Importance of International Trade
International trade is the exchange of goods and services between countries; in short, it is one of the ways for countries to obtain goods and services that they cannot or cannot provide. Because of this, foreign trade is one of the main ways for countries to enjoy a wide range of fresh produce such as Pakistani mangoes in the UK (UK) and China. It also promotes the exchange of experiences between two different countries, including Africa and the United States (USA). In today’s highly globalized world, such exchanges have many advantages, which is why we will discuss the importance of international trade in depth in this blog.
Importance of International Trade
Transactions are divided into two types of cash flows; exports (creating income for the economy) and imports (costing the economy). An export is a product that a receiving country sends and charges a fee to another country, and the receiving country receives products and services from another country to that country. The flow of imports and exports determines the balance of payments.
Since the turn of the century, the economy has become more open and has brought many advantages.
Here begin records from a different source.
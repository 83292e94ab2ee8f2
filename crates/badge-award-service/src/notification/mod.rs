//! 发放确认通知

mod event;
mod relay;
mod sinks;

pub use event::{
    AwardPayload, BADGE_AWARD_CONFIRMATION, EventMeta, NotificationEvent, PING, ping_message,
};
pub use relay::{DeliveryReport, DeliveryStatus, NotificationRelay};
pub use sinks::{KafkaQueueSink, NotificationSink, TopicSink};

#[cfg(test)]
pub use sinks::MockNotificationSink;
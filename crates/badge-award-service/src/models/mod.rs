//! 领域模型

mod award;
mod badge;
mod enums;

pub use award::{AwardIdentity, AwardRecord, NewAwardRecord};
pub use badge::{BadgeDefinition, NewBadgeDefinition};
pub use enums::{AwardStatus, BadgeType, LifecycleTrigger, badge_types};
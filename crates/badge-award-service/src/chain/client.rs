//! 徽章合约客户端
//!
//! `BadgeContract` 抽象出合约对外暴露的全部调用。生产实现通过 JSON-RPC 访问节点：
//! 只读调用（回执、totalSupply）直接发往节点，写入调用交给持有签名凭证的中继。

use std::sync::atomic::{AtomicU64, Ordering};

use async_trait::async_trait;
use badge_shared::config::ChainConfig;
use serde::Deserialize;
use serde::de::DeserializeOwned;
use serde_json::{Value, json};
use tracing::{debug, instrument};

use crate::error::{AwardError, GatewayError};

/// `totalSupply()` 的函数选择器
const TOTAL_SUPPLY_SELECTOR: &str = "0x18160ddd";

/// 已提交交易的句柄
#[derive(Debug, Clone, PartialEq, Eq)]
pub struct TxHandle {
    pub hash: String,
}

/// 交易回执
///
/// `status` 为空表示节点未给出成功标记，按失败处理。
#[derive(Debug, Clone, PartialEq, Eq)]
pub struct TxReceipt {
    pub hash: String,
    pub status: Option<bool>,
}

/// 徽章合约接口
#[cfg_attr(test, mockall::automock)]
#[async_trait]
pub trait BadgeContract: Send + Sync {
    async fn award_token(
        &self,
        token_id: i64,
        to: &str,
        amount: u64,
    ) -> Result<TxHandle, GatewayError>;

    async fn batch_award_token(
        &self,
        token_id: i64,
        recipients: &[String],
        amount: u64,
    ) -> Result<TxHandle, GatewayError>;

    async fn mint_token(
        &self,
        initial_supply: u64,
        transferable: bool,
    ) -> Result<TxHandle, GatewayError>;

    async fn total_supply(&self) -> Result<i64, GatewayError>;

    /// 无回执（交易未上链）时返回 `None`
    async fn transaction_receipt(&self, tx_hash: &str) -> Result<Option<TxReceipt>, GatewayError>;
}

// ---------------------------------------------------------------------------
// JSON-RPC 实现
// ---------------------------------------------------------------------------

#[derive(Debug, Deserialize)]
struct RpcResponse<T> {
    result: Option<T>,
    error: Option<RpcErrorBody>,
}

#[derive(Debug, Deserialize)]
struct RpcErrorBody {
    code: i64,
    message: String,
}

#[derive(Debug, Deserialize)]
#[serde(rename_all = "camelCase")]
struct RawReceipt {
    transaction_hash: String,
    status: Option<String>,
}

/// 基于 JSON-RPC 的合约客户端
pub struct JsonRpcBadgeContract {
    http: reqwest::Client,
    rpc_url: String,
    relayer_url: String,
    contract_address: String,
    signing_key: Option<String>,
    next_id: AtomicU64,
}

impl JsonRpcBadgeContract {
    pub fn new(config: &ChainConfig) -> Result<Self, AwardError> {
        let http = reqwest::Client::builder()
            .timeout(config.request_timeout())
            .build()
            .map_err(|e| AwardError::Config(format!("创建 HTTP 客户端失败: {e}")))?;

        Ok(Self {
            http,
            rpc_url: config.endpoint()?,
            relayer_url: config.relayer_endpoint()?,
            contract_address: config.contract_address.clone(),
            signing_key: config.signing_key.clone().filter(|k| !k.trim().is_empty()),
            next_id: AtomicU64::new(1),
        })
    }

    async fn call<T: DeserializeOwned>(
        &self,
        url: &str,
        method: &str,
        params: Value,
        bearer: Option<&str>,
    ) -> Result<Option<T>, GatewayError> {
        let body = json!({
            "jsonrpc": "2.0",
            "id": self.next_id.fetch_add(1, Ordering::Relaxed),
            "method": method,
            "params": params,
        });

        let mut request = self.http.post(url).json(&body);
        if let Some(token) = bearer {
            request = request.bearer_auth(token);
        }

        let response: RpcResponse<T> = request.send().await?.error_for_status()?.json().await?;

        if let Some(err) = response.error {
            return Err(GatewayError::Rpc {
                code: err.code,
                message: err.message,
            });
        }
        debug!(method, "RPC 调用完成");
        Ok(response.result)
    }

    /// 经签名中继提交一次合约写入
    async fn send_transaction(&self, function: &str, args: Value) -> Result<TxHandle, GatewayError> {
        let signer = self
            .signing_key
            .as_deref()
            .ok_or(GatewayError::MissingSigner)?;

        let params = json!([{
            "to": self.contract_address,
            "function": function,
            "args": args,
        }]);

        let hash: String = self
            .call(&self.relayer_url, "relay_sendTransaction", params, Some(signer))
            .await?
            .ok_or_else(|| GatewayError::InvalidResponse("中继未返回交易哈希".to_string()))?;

        Ok(TxHandle { hash })
    }
}

#[async_trait]
impl BadgeContract for JsonRpcBadgeContract {
    #[instrument(skip(self))]
    async fn award_token(
        &self,
        token_id: i64,
        to: &str,
        amount: u64,
    ) -> Result<TxHandle, GatewayError> {
        self.send_transaction("awardToken", json!([token_id, to, amount]))
            .await
    }

    #[instrument(skip(self, recipients), fields(recipients = recipients.len()))]
    async fn batch_award_token(
        &self,
        token_id: i64,
        recipients: &[String],
        amount: u64,
    ) -> Result<TxHandle, GatewayError> {
        self.send_transaction("batchAwardToken", json!([token_id, recipients, amount]))
            .await
    }

    #[instrument(skip(self))]
    async fn mint_token(
        &self,
        initial_supply: u64,
        transferable: bool,
    ) -> Result<TxHandle, GatewayError> {
        self.send_transaction("mintToken", json!([initial_supply, transferable]))
            .await
    }

    async fn total_supply(&self) -> Result<i64, GatewayError> {
        let params = json!([{ "to": self.contract_address, "data": TOTAL_SUPPLY_SELECTOR }, "latest"]);
        let raw: String = self
            .call(&self.rpc_url, "eth_call", params, None)
            .await?
            .ok_or_else(|| GatewayError::InvalidResponse("eth_call 返回空结果".to_string()))?;

        let supply = parse_quantity(&raw)?;
        i64::try_from(supply)
            .map_err(|_| GatewayError::InvalidResponse(format!("供应量超出范围: {raw}")))
    }

    async fn transaction_receipt(&self, tx_hash: &str) -> Result<Option<TxReceipt>, GatewayError> {
        let raw: Option<RawReceipt> = self
            .call(&self.rpc_url, "eth_getTransactionReceipt", json!([tx_hash]), None)
            .await?;

        let Some(raw) = raw else {
            return Ok(None);
        };

        let status = match raw.status.as_deref() {
            Some(value) => Some(parse_quantity(value)? == 1),
            None => None,
        };

        Ok(Some(TxReceipt {
            hash: raw.transaction_hash,
            status,
        }))
    }
}

/// 解析十六进制数量（如 `0x1a`），支持 32 字节的 ABI 返回值
pub(crate) fn parse_quantity(raw: &str) -> Result<u64, GatewayError> {
    let digits = raw
        .strip_prefix("0x")
        .ok_or_else(|| GatewayError::InvalidResponse(format!("缺少 0x 前缀: {raw}")))?;
    let significant = digits.trim_start_matches('0');

    if significant.is_empty() {
        return Ok(0);
    }
    if significant.len() > 16 {
        return Err(GatewayError::InvalidResponse(format!("数值溢出: {raw}")));
    }

    u64::from_str_radix(significant, 16)
        .map_err(|e| GatewayError::InvalidResponse(format!("非法十六进制 {raw}: {e}")))
}

#[cfg(test)]
mod tests {
    use super::*;

    #[test]
    fn test_parse_quantity() {
        assert_eq!(parse_quantity("0x0").unwrap(), 0);
        assert_eq!(parse_quantity("0x1").unwrap(), 1);
        assert_eq!(
            parse_quantity("0x000000000000000000000000000000000000000000000000000000000000002a")
                .unwrap(),
            42
        );
        assert!(parse_quantity("1a").is_err());
        assert!(parse_quantity("0xzz").is_err());
        assert!(parse_quantity("0x1ffffffffffffffffff").is_err());
    }

    #[test]
    fn test_new_requires_rpc_url_off_local() {
        let config = ChainConfig {
            network: "mainnet".to_string(),
            contract_address: "0xbadge".to_string(),
            ..Default::default()
        };
        assert!(JsonRpcBadgeContract::new(&config).is_err());
    }

    #[tokio::test]
    async fn test_write_without_signer_fails_fast() {
        let config = ChainConfig {
            contract_address: "0xbadge".to_string(),
            signing_key: Some("  ".to_string()),
            ..Default::default()
        };
        let contract = JsonRpcBadgeContract::new(&config).unwrap();

        // 未配置签名凭证时不会发出网络请求
        let err = contract.award_token(1, "0xabc", 1).await.unwrap_err();
        assert!(matches!(err, GatewayError::MissingSigner));
    }

    #[test]
    fn test_rpc_response_shapes() {
        let ok: RpcResponse<RawReceipt> = serde_json::from_str(
            r#"{"jsonrpc":"2.0","id":1,"result":{"transactionHash":"0xabc","status":"0x1"}}"#,
        )
        .unwrap();
        let receipt = ok.result.unwrap();
        assert_eq!(receipt.transaction_hash, "0xabc");
        assert_eq!(receipt.status.as_deref(), Some("0x1"));

        let pending: RpcResponse<RawReceipt> =
            serde_json::from_str(r#"{"jsonrpc":"2.0","id":2,"result":null}"#).unwrap();
        assert!(pending.result.is_none());

        let failed: RpcResponse<String> = serde_json::from_str(
            r#"{"jsonrpc":"2.0","id":3,"error":{"code":-32000,"message":"nonce too low"}}"#,
        )
        .unwrap();
        assert_eq!(failed.error.unwrap().code, -32000);
    }
}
The employment rate in international trade is extremely high. An important example is Pakistan as part of the second phase of the China-Pakistan Economic Corridor (CPEC), which has a positive impact on Pakistan’s employment rate. Key sectors such as energy, infrastructure, agriculture and information technology have created more jobs.
This is because the more funds (investment) and experience (skill acquisition) exchanged, the greater the possibility of creating new industries that will ultimately drive the local economy. In this case, more jobs will be created and more people will be hired.
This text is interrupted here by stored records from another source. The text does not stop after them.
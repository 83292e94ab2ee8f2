//! 徽章发放引擎
//!
//! 保证每个 (钱包, 徽章类型) 至多一条非 failed 记录：
//! 读检查只是快速路径，唯一性的最终裁决点是仓储的 `insert_award`。
//!
//! ## 发放流程
//!
//! 1. 查询徽章定义（不存在则静默跳过）
//! 2. 查询已有记录（pending / confirmed / failed 分别处理）
//! 3. 链上模式：先写入无哈希的 pending 预留记录，写入成功者才提交 `awardToken`，
//!    提交成功后补写哈希；提交失败则释放预留，允许再次调用
//! 4. 链下模式：直接写入 confirmed 记录
//!
//! 链上提交成功而补写哈希失败属于不一致状态，只记录告警，不自动修复；
//! 预留记录会继续阻止重复发放。

use std::sync::Arc;
use std::time::Instant;

use chrono::Utc;

use badge_shared::config::AwardMode;
use badge_shared::observability::metrics;
use badge_shared::retry::retry_with_policy;
use tracing::{debug, error, info, instrument, warn};

use crate::chain::TransactionGateway;
use crate::error::{AwardError, Result};
use crate::models::{
    AwardIdentity, AwardRecord, AwardStatus, BadgeDefinition, BadgeType, LifecycleTrigger,
    NewAwardRecord,
};
use crate::repository::{AwardRepositoryTrait, BadgeRepositoryTrait};
use crate::service::dto::{AwardOutcome, AwardSettings, ReconcileReport};

/// 单次发放的链上数量
const AWARD_AMOUNT: u64 = 1;

/// 徽章发放服务
///
/// 自身不持有任何跨调用状态，所有状态都在仓储中，可被多个实例并发调用。
pub struct AwardService<BR, AR>
where
    BR: BadgeRepositoryTrait,
    AR: AwardRepositoryTrait,
{
    badge_repo: Arc<BR>,
    award_repo: Arc<AR>,
    gateway: Option<Arc<TransactionGateway>>,
    settings: AwardSettings,
}

impl<BR, AR> AwardService<BR, AR>
where
    BR: BadgeRepositoryTrait,
    AR: AwardRepositoryTrait,
{
    /// 链上模式必须提供网关
    pub fn new(
        badge_repo: Arc<BR>,
        award_repo: Arc<AR>,
        gateway: Option<Arc<TransactionGateway>>,
        settings: AwardSettings,
    ) -> Result<Self> {
        if settings.mode == AwardMode::OnChain && gateway.is_none() {
            return Err(AwardError::Config(
                "链上发放模式需要配置交易网关".to_string(),
            ));
        }

        Ok(Self {
            badge_repo,
            award_repo,
            gateway,
            settings,
        })
    }

    pub fn mode(&self) -> AwardMode {
        self.settings.mode
    }

    /// 发放徽章（每个钱包每种徽章至多一次）
    #[instrument(
        skip(self, identity),
        fields(wallet_id = %identity.wallet_id, user_id = %identity.user_id, badge_type = %badge_type)
    )]
    pub async fn award_once(
        &self,
        identity: &AwardIdentity,
        badge_type: &BadgeType,
        chain_address: Option<&str>,
    ) -> AwardOutcome {
        let started = Instant::now();
        let outcome = self.try_award(identity, badge_type, chain_address).await;

        metrics::record_award(
            badge_type.as_str(),
            outcome.label(),
            started.elapsed().as_secs_f64(),
        );
        if outcome.is_new_award() {
            info!(outcome = outcome.label(), "徽章发放成功");
        } else {
            debug!(outcome = outcome.label(), "徽章未新发放");
        }
        outcome
    }

    /// 由生命周期事件触发发放
    pub async fn on_trigger(
        &self,
        trigger: LifecycleTrigger,
        identity: &AwardIdentity,
        chain_address: Option<&str>,
    ) -> AwardOutcome {
        let badge_type = trigger.badge_type();
        debug!(?trigger, badge_type = %badge_type, "生命周期事件映射到徽章类型");
        self.award_once(identity, &badge_type, chain_address).await
    }

    /// 用户自行领取指定类型的徽章
    pub async fn self_award(
        &self,
        badge_type: &BadgeType,
        identity: &AwardIdentity,
        chain_address: Option<&str>,
    ) -> AwardOutcome {
        self.award_once(identity, badge_type, chain_address).await
    }

    async fn try_award(
        &self,
        identity: &AwardIdentity,
        badge_type: &BadgeType,
        chain_address: Option<&str>,
    ) -> AwardOutcome {
        let badge = match self.find_badge(badge_type).await {
            Ok(Some(badge)) => badge,
            Ok(None) => {
                debug!("徽章类型尚未定义，跳过发放");
                return AwardOutcome::NoSuchBadge;
            }
            Err(e) => return persistence_failed(&e),
        };

        match self.find_existing(identity, badge_type).await {
            Ok(Some(existing)) => {
                if let Some(outcome) = self.classify_existing(existing) {
                    return outcome;
                }
                info!("上一次发放失败，允许重新发放");
            }
            Ok(None) => {}
            Err(e) => return persistence_failed(&e),
        }

        match self.settings.mode {
            AwardMode::OnChain => self.award_on_chain(identity, &badge, chain_address).await,
            AwardMode::OffChain => {
                let record = NewAwardRecord::confirmed(identity, badge_type, chain_address);
                match self.claim(identity, record).await {
                    Ok(saved) => AwardOutcome::Confirmed(saved),
                    Err(outcome) => outcome,
                }
            }
        }
    }

    /// 已有记录时的结果；可被取代时返回 `None`
    ///
    /// 没有交易哈希的 failed 记录从未上链，总是可以取代。
    fn classify_existing(&self, existing: AwardRecord) -> Option<AwardOutcome> {
        match existing.status {
            AwardStatus::Pending => Some(AwardOutcome::AlreadyPending(existing)),
            AwardStatus::Confirmed => Some(AwardOutcome::AlreadyAwarded(existing)),
            AwardStatus::Failed if self.settings.retry_failed || existing.tx_hash.is_none() => {
                None
            }
            AwardStatus::Failed => Some(AwardOutcome::PreviouslyFailed(existing)),
        }
    }

    async fn award_on_chain(
        &self,
        identity: &AwardIdentity,
        badge: &BadgeDefinition,
        chain_address: Option<&str>,
    ) -> AwardOutcome {
        let Some(gateway) = &self.gateway else {
            return AwardOutcome::SubmissionFailed {
                reason: "未配置交易网关".to_string(),
            };
        };
        let Some(to) = chain_address.map(str::trim).filter(|a| !a.is_empty()) else {
            warn!("缺少链上地址，无法提交发放交易");
            return AwardOutcome::SubmissionFailed {
                reason: "缺少链上地址".to_string(),
            };
        };
        let Some(token_id) = badge.on_chain_id else {
            warn!("徽章尚未铸造上链");
            return AwardOutcome::SubmissionFailed {
                reason: format!("徽章 {} 没有链上 ID", badge.badge_type),
            };
        };

        // 只有写入预留记录成功的调用方才能提交交易
        let reservation = NewAwardRecord::reserved(identity, &badge.badge_type, to);
        let reserved = match self.claim(identity, reservation).await {
            Ok(reserved) => reserved,
            Err(outcome) => return outcome,
        };

        let handle = match gateway.award_token(token_id, to, AWARD_AMOUNT).await {
            Ok(handle) => handle,
            Err(e) => {
                self.release(&reserved).await;
                return AwardOutcome::SubmissionFailed {
                    reason: e.to_string(),
                };
            }
        };

        match self.award_repo.attach_tx_hash(reserved.id, &handle.hash).await {
            Ok(true) => AwardOutcome::Pending(AwardRecord {
                tx_hash: Some(handle.hash),
                ..reserved
            }),
            Ok(false) => inconsistent(
                &badge.badge_type,
                handle.hash,
                "预留记录已不存在或已有交易哈希".to_string(),
            ),
            Err(e) => inconsistent(&badge.badge_type, handle.hash, e.to_string()),
        }
    }

    /// 写入新记录
    ///
    /// 唯一约束冲突时回读已有记录，以存储中的记录为准；失败时返回对应的结果。
    async fn claim(
        &self,
        identity: &AwardIdentity,
        record: NewAwardRecord,
    ) -> std::result::Result<AwardRecord, AwardOutcome> {
        let err = match self.award_repo.insert_award(&record).await {
            Ok(saved) => return Ok(saved),
            Err(e) => e,
        };
        if !err.is_duplicate() {
            return Err(persistence_failed(&err));
        }

        debug!("写入冲突，回读已有记录");
        let outcome = match self.find_existing(identity, &record.badge_type).await {
            Ok(Some(existing)) => self
                .classify_existing(existing)
                .unwrap_or_else(|| persistence_failed(&err)),
            Ok(None) => persistence_failed(&err),
            Err(e) => persistence_failed(&e),
        };
        Err(outcome)
    }

    /// 提交失败后释放预留记录
    async fn release(&self, reserved: &AwardRecord) {
        match self.award_repo.release_reservation(reserved.id).await {
            Ok(true) => debug!(award_id = reserved.id, "已释放预留记录"),
            Ok(false) => warn!(award_id = reserved.id, "预留记录已被更新，无需释放"),
            Err(e) => error!(
                alert = true,
                award_id = reserved.id,
                error = %e,
                "释放预留记录失败，该钱包的发放将被阻止直到人工处理"
            ),
        }
    }

    async fn find_badge(&self, badge_type: &BadgeType) -> Result<Option<BadgeDefinition>> {
        retry_with_policy(
            &self.settings.read_retry,
            "find_badge_by_type",
            AwardError::is_retryable,
            || self.badge_repo.find_badge_by_type(badge_type),
        )
        .await
    }

    async fn find_existing(
        &self,
        identity: &AwardIdentity,
        badge_type: &BadgeType,
    ) -> Result<Option<AwardRecord>> {
        retry_with_policy(
            &self.settings.read_retry,
            "find_award",
            AwardError::is_retryable,
            || self.award_repo.find_award(&identity.wallet_id, badge_type),
        )
        .await
    }

    // ------------------------------------------------------------------
    // 状态对账
    // ------------------------------------------------------------------

    /// 查询 pending 记录的链上状态并尝试更新
    ///
    /// 仅当本次调用完成了 pending -> 终态 的条件更新时返回新状态；
    /// 仍为 pending，或记录已被其他实例更新时返回 `None`。
    #[instrument(skip(self, record), fields(award_id = record.id))]
    pub async fn refresh_status(&self, record: &AwardRecord) -> Result<Option<AwardStatus>> {
        if record.status != AwardStatus::Pending {
            return Ok(None);
        }
        let Some(tx_hash) = record.tx_hash.as_deref() else {
            return Ok(None);
        };
        let gateway = self
            .gateway
            .as_ref()
            .ok_or_else(|| AwardError::Config("未配置交易网关，无法查询交易状态".to_string()))?;

        let status = gateway.check_status(tx_hash).await;
        if status == AwardStatus::Pending {
            return Ok(None);
        }

        let updated = self
            .award_repo
            .update_award_status(record.id, AwardStatus::Pending, status)
            .await?;
        if !updated {
            debug!("记录已被其他实例更新");
            return Ok(None);
        }

        info!(tx_hash, status = %status, "发放记录状态已更新");
        Ok(Some(status))
    }

    /// 批量对账 pending 记录
    ///
    /// 每轮领取最久未检查的一批，长期无回执的记录会轮转到队尾。
    #[instrument(skip(self))]
    pub async fn reconcile_pending(&self, limit: i64) -> Result<ReconcileReport> {
        let pending = self.award_repo.claim_pending_batch(limit).await?;
        let mut report = ReconcileReport {
            checked: pending.len(),
            ..Default::default()
        };

        for record in pending {
            match self.refresh_status(&record).await {
                Ok(Some(AwardStatus::Confirmed)) => {
                    metrics::record_reconciliation("confirmed");
                    report.confirmed.push(AwardRecord {
                        status: AwardStatus::Confirmed,
                        ..record
                    });
                }
                Ok(Some(AwardStatus::Failed)) => {
                    metrics::record_reconciliation("failed");
                    warn!(award_id = record.id, tx_hash = ?record.tx_hash, "链上发放交易失败");
                    report.failed += 1;
                }
                Ok(_) => {
                    metrics::record_reconciliation("pending");
                    report.still_pending += 1;
                }
                Err(e) => {
                    metrics::record_reconciliation("error");
                    warn!(award_id = record.id, error = %e, "对账单条记录失败");
                    report.errors += 1;
                }
            }
        }

        report.stale_reservations = self.check_stale_reservations().await;

        if report.checked > 0 {
            info!(
                checked = report.checked,
                confirmed = report.confirmed.len(),
                failed = report.failed,
                still_pending = report.still_pending,
                errors = report.errors,
                "pending 记录对账完成"
            );
        }
        Ok(report)
    }

    /// 超时仍未补写哈希的预留记录
    ///
    /// 提交过程中进程退出会留下这类记录，链上是否已发放需要人工确认。
    async fn check_stale_reservations(&self) -> i64 {
        let Ok(timeout) = chrono::Duration::from_std(self.settings.reservation_timeout) else {
            return 0;
        };
        match self
            .award_repo
            .count_stale_reservations(Utc::now() - timeout)
            .await
        {
            Ok(0) => 0,
            Ok(count) => {
                error!(
                    alert = true,
                    count,
                    "存在超时未补写交易哈希的预留记录，需要人工对账"
                );
                count
            }
            Err(e) => {
                warn!(error = %e, "统计超时预留记录失败");
                0
            }
        }
    }
}

fn inconsistent(badge_type: &BadgeType, tx_hash: String, reason: String) -> AwardOutcome {
    error!(
        alert = true,
        tx_hash = %tx_hash,
        error = %reason,
        "链上交易已提交但发放记录写入失败，需要人工对账"
    );
    metrics::record_award_inconsistency(badge_type.as_str());
    AwardOutcome::PersistenceFailed {
        reason,
        tx_hash: Some(tx_hash),
    }
}

fn persistence_failed(err: &AwardError) -> AwardOutcome {
    warn!(error = %err, code = err.error_code(), "发放记录读写失败");
    AwardOutcome::PersistenceFailed {
        reason: err.to_string(),
        tx_hash: None,
    }
}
International trade also creates competition among countries by stimulating innovation. If two or more countries can produce the same products as mangoes, other countries will only trade with countries that produce and supply innovative mangoes of the same quality.
Using the same example of mangoes, the innovative way of presenting mangoes mainly means that they are properly handled and packaged. The top packaging keeps the fruit as fresh as possible. Therefore, there is an incentive for export innovation, because when the demand for products increases, this helps increase the country’s income through higher sales revenue.
Economies of Scale and Increased Efficiency
When a country expands production to exports, its innovative measures enable it to achieve higher efficiency, resulting in economies of scale. A country benefits from economies of scale, which means that it can efficiently manufacture products or provide services and enter new markets to expand its export base and make exports profitable for the country. Manufacturing country.
Various Goods and Services
When a country imports, it provides its citizens with various goods and services that are not normally found in that country. An example of this is the South Asian mango, which is easily available on the market in the Kingdom of Saudi Arabia. U.S. citizens can choose from more than 700 grains. Similarly, many people in Pakistan can order real world-renowned brands, but there are no branches here.
People no longer need to go to specific places to try or buy products, now they can be bought everywhere.
The same goes for fast food restaurants such as McDonald’s, KFC and Burger King. In addition, financial services or free writing services are also some of the most common examples of transactions, which enable people all over the world to live comfortably and have multiple choices.
However, there is an objection, because experts also doubt that countries that start to export goods and services instead of producing goods and services will run the risk of putting people out of work.
Some experts even believe that this leaves little room for innovation and expansion of domestic industries and makes the economy too dependent on imports. This also disrupts the balance of payments and may have a negative impact on the country’s foreign exchange reserves.
Even so, international trade is also very important, and the government helps regulate the flow of imports and exports to maintain trade balance.
How does Pakistan trade?
Pakistan’s economy is dominated by agriculture, so it mainly exports agricultural products such as wheat, rice, vegetables, fruits, and beans. For example, Pakistan’s international trade includes the export of agricultural products and the import of equipment and manufactured goods.
As a major cotton producer, Pakistan exported 2.64 billion US dollars worth of cotton and cotton products to the world in the 2020-2021 fiscal year. United States. Pakistan has recently achieved double-digit growth in exports to China, Germany, the Netherlands and Poland. During this period, it increased by more than 30% to reach USD 2.33 billion, compared with USD 1.74 billion in the previous fiscal year, an increase of USD 586 million. Australia has grown by 33% in 2020 to reach US$281 million.
These are promising numbers for Pakistan because they indicate economic activity during the pandemic, especially given the significant slowdown in the global economy.This is mainly due to the expansion of the manufacturing base within CPEC, which not only creates jobs, but also introduces modern production methods to maximize output.